[[ SUPPLIED INFORMATION, beginning ]]

//! Criterion micro-benchmarks for segment writing, reading and seeking.

use std::hint::black_box;
use std::io::Cursor;

use criterion::{criterion_group, criterion_main, Criterion, Throughput};
use timewarp_log::{Compression, LogReader, LogWriter, Record, WriterConfig};
use timewarp_test_utils::{records, segment};

const RECORDS: usize = 10_000;

fn write_segment(records: &[Record], compression: Compression) -> Vec<u8> {
    let config = WriterConfig::default().with_compression(compression);
    let mut writer = LogWriter::new(Vec::with_capacity(1 << 20), segment(), config).unwrap();
    for record in records {
        writer.write_record(record).unwrap();
    }
    writer.finish().unwrap().0
}

/// Benchmark: write 10K records under each codec.
fn bench_write(c: &mut Criterion) {
    let input = records(RECORDS);
    let mut group = c.benchmark_group("log_write");
    group.throughput(Throughput::Elements(RECORDS as u64));
    for compression in [Compression::None, Compression::Snappy, Compression::Zstd] {
        group.bench_function(compression.to_string(), |b| {
            b.iter(|| black_box(write_segment(&input, compression)));
        });
    }
    group.finish();
}

/// Benchmark: stream the same records back.
fn bench_read(c: &mut Criterion) {
    let input = records(RECORDS);
    let mut group = c.benchmark_group("log_read");
    group.throughput(Throughput::Elements(RECORDS as u64));
    for compression in [Compression::None, Compression::Snappy, Compression::Zstd] {
        let bytes = write_segment(&input, compression);
        group.bench_function(compression.to_string(), |b| {
            b.iter(|| {
                let mut reader = LogReader::new(bytes.as_slice());
                let mut n = 0;
                while let Some(record) = reader.next_record().unwrap() {
                    black_box(&record);
                    n += 1;
                }
                assert_eq!(n, RECORDS);
            });
        });
    }
    group.finish();
}

/// Benchmark: indexed seek to the middle of the segment.
fn bench_seek(c: &mut Criterion) {
    let input = records(RECORDS);
    let config = WriterConfig::default().with_compression(Compression::Snappy);
    let mut writer = LogWriter::new(Vec::new(), segment(), config).unwrap();
    for record in &input {
        writer.write_record(record).unwrap();
    }
    let (bytes, index) = writer.finish().unwrap();
    let target = input[RECORDS / 2].timestamp;

    c.bench_function("log_seek_indexed", |b| {
        b.iter(|| {
            let mut reader = LogReader::with_index(Cursor::new(bytes.as_slice()), index.clone());
            reader.seek(target).unwrap();
            black_box(reader.next_record().unwrap());
        });
    });
}

criterion_group!(benches, bench_write, bench_read, bench_seek);
criterion_main!(benches);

[[ SUPPLIED INFORMATION, end ]]

__PROBLEM TO WORK ON__.
The expected output is the lines from the one with "for record in &input" through the end of the data, exactly as written and nothing more.

__EXERCISE SOLUTION__.
    for record in &input {
        writer.write_record(record).unwrap();
    }
    let (bytes, index) = writer.finish().unwrap();
    let target = input[RECORDS / 2].timestamp;

    c.bench_function("log_seek_indexed", |b| {
        b.iter(|| {
            let mut reader = LogReader::with_index(Cursor::new(bytes.as_slice()), index.clone());
            reader.seek(target).unwrap();
            black_box(reader.next_record().unwrap());
        });
    });
}

criterion_group!(benches, bench_write, bench_read, bench_seek);
criterion_main!(benches);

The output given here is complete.